Metadata-Version: 2.4
Name: browser-goat
Version: 0.1.1
Summary: Agent-native search pipeline — intent-aware querying, hybrid ranking, anti-bot extraction, and consensus verification wrapped around SearXNG.
Author: Joey Chiu
License-Expression: MIT
Project-URL: Homepage, https://github.com/Im-Busy/browser-goat
Project-URL: Repository, https://github.com/Im-Busy/browser-goat
Project-URL: Issues, https://github.com/Im-Busy/browser-goat/issues
Classifier: Development Status :: 3 - Alpha
Classifier: Intended Audience :: Developers
Classifier: Programming Language :: Python :: 3
Classifier: Programming Language :: Python :: 3.13
Classifier: Topic :: Internet :: WWW/HTTP :: Indexing/Search
Classifier: Operating System :: OS Independent
Requires-Python: >=3.13
Description-Content-Type: text/markdown
License-File: LICENSE
Requires-Dist: httpx[http2]>=0.28
Requires-Dist: beautifulsoup4>=4.12
Requires-Dist: lxml>=5.3
Requires-Dist: pydantic>=2.10
Requires-Dist: tenacity>=9.0
Requires-Dist: tiktoken>=0.8
Requires-Dist: playwright>=1.49
Requires-Dist: scrapling>=0.2
Requires-Dist: mcp>=1.0
Provides-Extra: dev
Requires-Dist: pytest>=8.3; extra == "dev"
Requires-Dist: pytest-asyncio>=0.25; extra == "dev"
Requires-Dist: pytest-cov>=6.0; extra == "dev"
Requires-Dist: ruff>=0.8; extra == "dev"
Requires-Dist: mypy>=1.13; extra == "dev"
Requires-Dist: bandit>=1.8; extra == "dev"
Dynamic: license-file

# browser-goat — Production-grade web search for AI agents.

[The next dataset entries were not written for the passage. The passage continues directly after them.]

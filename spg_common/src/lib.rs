mod amount;

pub mod helpers;
mod secret;

pub use amount::{Amount, AmountConversionError};
pub use secret::Secret;
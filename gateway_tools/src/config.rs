use std::time::Duration;

use log::*;
use spg_common::Secret;

use crate::GatewayApiError;

/// Outbound calls to the gateway are never allowed to hang for longer than this.
pub const MAX_GATEWAY_TIMEOUT: Duration = Duration::from_secs(5);

const DEFAULT_API_URL: &str = "https://dev-vanilla.edviron.com/erp";
const DEFAULT_CALLBACK_URL: &str = "http://127.0.0.1:8360/webhook";

#[derive(Debug, Clone)]
pub struct GatewayConfig {
    /// Base URL of the gateway API, without a trailing slash
    pub api_url: String,
    /// Sent as a bearer token on every request
    pub api_key: Secret<String>,
    /// Shared secret used to sign request parameters
    pub pg_key: Secret<String>,
    /// Where the gateway should redirect the payer once the payment completes
    pub callback_url: String,
    pub timeout: Duration,
}

impl Default for GatewayConfig {
    fn default() -> Self {
        Self {
            api_url: DEFAULT_API_URL.to_string(),
            api_key: Secret::default(),
            pg_key: Secret::default(),
            callback_url: DEFAULT_CALLBACK_URL.to_string(),
            timeout: MAX_GATEWAY_TIMEOUT,
        }
    }
}

impl GatewayConfig {
    /// Loads the gateway configuration from the `SPG_GATEWAY_*` environment variables.
    ///
    /// Fails if `SPG_GATEWAY_PG_KEY` is missing or blank, since no request can be signed without it.
    pub fn try_from_env() -> Result<Self, GatewayApiError> {
        let api_url = std::env::var("SPG_GATEWAY_API_URL").unwrap_or_else(|_| {
            warn!("🪛️ SPG_GATEWAY_API_URL not set, using {DEFAULT_API_URL}");
            DEFAULT_API_URL.to_string()
        });
        let api_key = Secret::new(std::env::var("SPG_GATEWAY_API_KEY").unwrap_or_else(|_| {
            warn!("🪛️ SPG_GATEWAY_API_KEY not set. Requests to the gateway will most likely be rejected.");
            String::default()
        }));
        let pg_key = Secret::new(std::env::var("SPG_GATEWAY_PG_KEY").unwrap_or_default());
        if pg_key.is_blank() {
            return Err(GatewayApiError::MissingSigningSecret);
        }
        let callback_url = std::env::var("SPG_CALLBACK_URL").unwrap_or_else(|_| {
            warn!("🪛️ SPG_CALLBACK_URL not set, using {DEFAULT_CALLBACK_URL}");
            DEFAULT_CALLBACK_URL.to_string()
        });
        let timeout = std::env::var("SPG_GATEWAY_TIMEOUT_MS")
            .ok()
            .and_then(|s| {
                s.parse::<u64>()
                    .map_err(|e| warn!("🪛️ Invalid value for SPG_GATEWAY_TIMEOUT_MS: {s}. {e}"))
                    .ok()
            })
            .map(Duration::from_millis)
            .unwrap_or(MAX_GATEWAY_TIMEOUT);
        let api_url = api_url.trim_end_matches('/').to_string();
        let config = Self { api_url, api_key, pg_key, callback_url, timeout };
        Ok(config.with_timeout(timeout))
    }

    /// Sets the request timeout, capped at [`MAX_GATEWAY_TIMEOUT`].
    pub fn with_timeout(mut self, timeout: Duration) -> Self {
        if timeout > MAX_GATEWAY_TIMEOUT {
            warn!(
                "🪛️ Gateway timeout of {}ms exceeds the maximum. Using {}ms",
                timeout.as_millis(),
                MAX_GATEWAY_TIMEOUT.as_millis()
            );
        }
        self.timeout = timeout.min(MAX_GATEWAY_TIMEOUT);
        self
    }
}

[![Tests](https://img.shields.io/badge/tests-304%20passed-brightgreen)](https://github.com/Im-Busy/browser-goat)
[![Python](https://img.shields.io/badge/python-3.13%2B-blue)](https://python.org)
[![License](https://img.shields.io/badge/license-MIT-green)](LICENSE)

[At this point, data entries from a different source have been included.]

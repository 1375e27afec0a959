//! SQLite backend for the school payment engine.
mod errors;
mod sqlite_impl;

pub mod db;
pub use errors::SqliteDatabaseError;
pub use sqlite_impl::SqliteDatabase;
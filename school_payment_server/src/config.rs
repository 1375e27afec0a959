use std::{env, time::Duration};

use gateway_tools::GatewayConfig;
use log::*;
use rand::{distributions::Alphanumeric, thread_rng, Rng};
use school_payment_engine::helpers::RetryPolicy;
use spg_common::{helpers::env_flag, Secret};

use crate::errors::ServerError;

const DEFAULT_SPG_HOST: &str = "127.0.0.1";
const DEFAULT_SPG_PORT: u16 = 8360;
const DEFAULT_DATABASE_URL: &str = "sqlite://data/school_payments.db";
const DEFAULT_MAX_ATTEMPTS: u32 = 3;
const DEFAULT_RETRY_DELAY: Duration = Duration::from_millis(250);

#[derive(Clone, Debug)]
pub struct ServerConfig {
    pub host: String,
    pub port: u16,
    pub database_url: String,
    pub auth: AuthConfig,
    pub gateway: GatewayConfig,
    /// Retry policy for transient failures when asking the gateway for a collection request.
    pub retry: RetryPolicy,
    pub webhook: WebhookConfig,
    /// If true, the X-Forwarded-For header will be used to determine the client's IP address, rather than the
    /// connection's remote address.
    pub use_x_forwarded_for: bool,
    /// If true, the Forwarded header will be used to determine the client's IP address, rather than the
    /// connection's remote address.
    pub use_forwarded: bool,
}

impl Default for ServerConfig {
    fn default() -> Self {
        Self {
            host: DEFAULT_SPG_HOST.to_string(),
            port: DEFAULT_SPG_PORT,
            database_url: DEFAULT_DATABASE_URL.to_string(),
            auth: AuthConfig::default(),
            gateway: GatewayConfig::default(),
            retry: RetryPolicy::new(DEFAULT_MAX_ATTEMPTS, DEFAULT_RETRY_DELAY),
            webhook: WebhookConfig::default(),
            use_x_forwarded_for: false,
            use_forwarded: false,
        }
    }
}

fn env_number<T: std::str::FromStr>(name: &str, default: T) -> T
where T::Err: std::fmt::Display {
    match env::var(name) {
        Ok(s) => s.trim().parse::<T>().unwrap_or_else(|e| {
            error!("🪛️ {s} is not a valid value for {name}. {e} Using the default instead.");
            default
        }),
        Err(_) => default,
    }
}

impl ServerConfig {
    pub fn new(host: &str, port: u16) -> Self {
        Self { host: host.to_string(), port, ..Default::default() }
    }

    /// Loads the configuration from `SPG_*` environment variables, falling back to defaults where that is safe.
    ///
    /// Fails if the gateway signing secret (`SPG_GATEWAY_PG_KEY`) is not configured, since the server cannot create a
    /// single payment without it.
    pub fn try_from_env() -> Result<Self, ServerError> {
        let host = env::var("SPG_HOST").ok().unwrap_or_else(|| DEFAULT_SPG_HOST.into());
        let port = env_number("SPG_PORT", DEFAULT_SPG_PORT);
        let database_url = env::var("SPG_DATABASE_URL").ok().unwrap_or_else(|| {
            warn!("🪛️ SPG_DATABASE_URL is not set. Using {DEFAULT_DATABASE_URL}.");
            DEFAULT_DATABASE_URL.to_string()
        });
        let auth = AuthConfig::try_from_env().unwrap_or_else(|e| {
            warn!("🪛️ Could not load the authentication configuration. {e}. Reverting to the default configuration.");
            AuthConfig::default()
        });
        let gateway = GatewayConfig::try_from_env().map_err(|e| {
            ServerError::ConfigurationError(format!("{e}. Set SPG_GATEWAY_PG_KEY to the gateway's PG secret."))
        })?;
        let retry = configure_retry_policy();
        let webhook = WebhookConfig::from_env_or_defaults();
        let use_x_forwarded_for = env_flag("SPG_USE_X_FORWARDED_FOR", false);
        let use_forwarded = env_flag("SPG_USE_FORWARDED", false);
        Ok(Self { host, port, database_url, auth, gateway, retry, webhook, use_x_forwarded_for, use_forwarded })
    }
}

fn configure_retry_policy() -> RetryPolicy {
    let max_attempts = env_number("SPG_GATEWAY_MAX_ATTEMPTS", DEFAULT_MAX_ATTEMPTS);
    let delay = env::var("SPG_GATEWAY_RETRY_DELAY_MS")
        .map_err(|_| {
            info!(
                "🪛️ SPG_GATEWAY_RETRY_DELAY_MS is not set. Using the default value of {}ms.",
                DEFAULT_RETRY_DELAY.as_millis()
            )
        })
        .and_then(|s| {
            s.parse::<u64>()
                .map(Duration::from_millis)
                .map_err(|e| warn!("🪛️ Invalid configuration value for SPG_GATEWAY_RETRY_DELAY_MS. {e}"))
        })
        .ok()
        .unwrap_or(DEFAULT_RETRY_DELAY);
    RetryPolicy::new(max_attempts, delay)
}

//-------------------------------------------------  AuthConfig  -------------------------------------------------------
#[derive(Clone, Debug)]
pub struct AuthConfig {
    /// The HS256 secret used to validate bearer access tokens.
    pub jwt_secret: Secret<String>,
}

impl Default for AuthConfig {
    fn default() -> Self {
        warn!(
            "🚨️🚨️🚨️ The JWT secret has not been set. I'm using a random value for this session. No access token issued \
             elsewhere will be accepted. DO NOT operate on production like this. 🚨️🚨️🚨️"
        );
        let secret = thread_rng().sample_iter(&Alphanumeric).take(64).map(char::from).collect::<String>();
        Self { jwt_secret: Secret::new(secret) }
    }
}

impl AuthConfig {
    pub fn new<S: Into<String>>(secret: S) -> Self {
        Self { jwt_secret: Secret::new(secret.into()) }
    }

    pub fn try_from_env() -> Result<Self, ServerError> {
        let secret = env::var("SPG_JWT_SECRET")
            .map_err(|e| ServerError::ConfigurationError(format!("{e} [SPG_JWT_SECRET]")))?;
        let jwt_secret = Secret::new(secret);
        if jwt_secret.is_blank() {
            return Err(ServerError::ConfigurationError("SPG_JWT_SECRET is empty".to_string()));
        }
        Ok(Self { jwt_secret })
    }
}

//-------------------------------------------------  WebhookConfig  ----------------------------------------------------
#[derive(Clone, Debug, Default)]
pub struct WebhookConfig {
    pub hmac_secret: Secret<String>,
    /// Only meaningful when a secret is configured.
    pub hmac_checks: bool,
}

impl WebhookConfig {
    pub fn from_env_or_defaults() -> Self {
        let hmac_secret = Secret::new(env::var("SPG_WEBHOOK_HMAC_SECRET").unwrap_or_default());
        let has_secret = !hmac_secret.is_blank();
        let hmac_checks = has_secret && env_flag("SPG_WEBHOOK_HMAC_CHECKS", true);
        match (has_secret, hmac_checks) {
            (false, _) => info!("🪛️ SPG_WEBHOOK_HMAC_SECRET is not set. Webhook signatures will not be checked."),
            (true, false) => warn!("🚨️ Webhook HMAC checks are DISABLED, even though a secret is configured."),
            (true, true) => info!("🪛️ Webhooks must carry a valid X-Gateway-Signature header."),
        }
        Self { hmac_secret, hmac_checks }
    }
}

//-------------------------------------------------  ServerOptions  ----------------------------------------------------
/// A subset of the server configuration that is used to configure the server's behaviour. Generally we try to keep this
/// as small as possible, and exclude secrets to avoid passing sensitive information around the system.
#[derive(Clone, Copy, Debug, Default)]
pub struct ServerOptions {
    pub use_x_forwarded_for: bool,
    pub use_forwarded: bool,
}

impl ServerOptions {
    pub fn from_config(config: &ServerConfig) -> Self {
        Self { use_x_forwarded_for: config.use_x_forwarded_for, use_forwarded: config.use_forwarded }
    }
}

> Six-stage search pipeline around SearXNG: query intent detection, hybrid BM25+MMR ranking, anti-bot content extraction, quality-gated retry, adaptive exploration, and multi-rollout consensus verification — running entirely on your own infrastructure.

```mermaid
flowchart TD
    Q["Query"] --> L1

    subgraph L1["1. Pre-Search"]
        A["Intent detection<br/>Browser profiles<br/>Language detection"]
    end

    L1 --> SX["SearXNG Engine"]

    SX --> L2
    subgraph L2["2. Post-Search"]
        B["URL normalization<br/>RRF + BM25 + MMR"]
    end

    L2 --> L3
    subgraph L3["3. Extraction"]
        C["7-tier cascading<br/>Anti-bot bypass<br/>Goal-oriented summary"]
    end

    L3 --> L4
    subgraph L4["4. Reliability"]
        D["Give-up detection<br/>Quality-gated retry<br/>Force synthesis"]
    end

    L4 --> L5
    subgraph L5["5. Strategy"]
        E["Query classification<br/>Adaptive exploration<br/>Recursive decomposition"]
    end

    L5 --> L6
    subgraph L6["6. Verification"]
        F["Multi-rollout voting<br/>Consensus verification<br/>LLM tie-breaking"]
    end

    L6 --> A["Answer"]
```

---

## Quick Start

### MCP (AI Agents)

```json
{
  "mcpServers": {
    "browser-goat": {
      "command": "npx",
      "args": ["browser-goat"],
      "env": { "SEARXNG_URL": "http://localhost:8080" }
    }
  }
}
```

Requires Python 3.13+ and a running SearXNG instance.

### CLI

```bash
uvx browser-goat search "latest AI research"
uvx browser-goat search "Python vs Rust" --strategy explore
uvx browser-goat extract "https://example.com/article"
```

### Library

```bash
pip install browser-goat
```

```python
from browser_goat import BrowserGoat

meta = BrowserGoat(searxng_url="http://localhost:8080")
result = await meta.search("quantum computing")
print(result.answer)
```

---

## MCP Tools

| Tool | Description |
|------|-------------|
| `search` | Full pipeline: intent analysis → SearXNG → ranking → extraction → reliability. Supports `time_range` (day/week/month/year), `max_sources`, and `strategy` (default/auto/explore/decompose). |
| `extract` | Fetch and extract a single URL with anti-bot bypass (Cloudflare Turnstile). Returns title, clean text, and extraction tier. |

---

## Client Configuration

### Claude Desktop

```json
{
  "mcpServers": {
    "browser-goat": {
      "command": "uvx",
      "args": ["browser-goat-mcp", "--searxng-url", "http://localhost:8080"]
    }
  }
}
```

### Cursor / VS Code

```json
{
  "mcpServers": {
    "browser-goat": {
      "command": "npx",
      "args": ["browser-goat"],
      "env": { "SEARXNG_URL": "http://localhost:8080" }
    }
  }
}
```

---

## Docker

Bundled SearXNG + Redis sidecar deployment:

```bash
docker compose up
```

SearXNG starts at `localhost:8080`, browser-goat API at `localhost:8000`.

```bash
docker exec browser-goat uv run browser-goat search "your query"
```

---

## How It Works

Each search passes through six layers before returning an answer. The diagram above shows the full pipeline. Layers 1-4 run on every query; Layers 5-6 activate when `--strategy` or `--reliability` are set.

---

## Development

```bash
git clone https://github.com/Im-Busy/browser-goat.git
cd browser-goat
uv sync

uv run pytest                  # 304 tests (287 unit + 17 integration)
uv run ruff check src/ tests/  # zero violations
uv run mypy src/               # zero errors
```

Tests require SearXNG at `localhost:8080`. Skip integration tests:

```bash
uv run pytest -m "not integration"
```

---

## License

MIT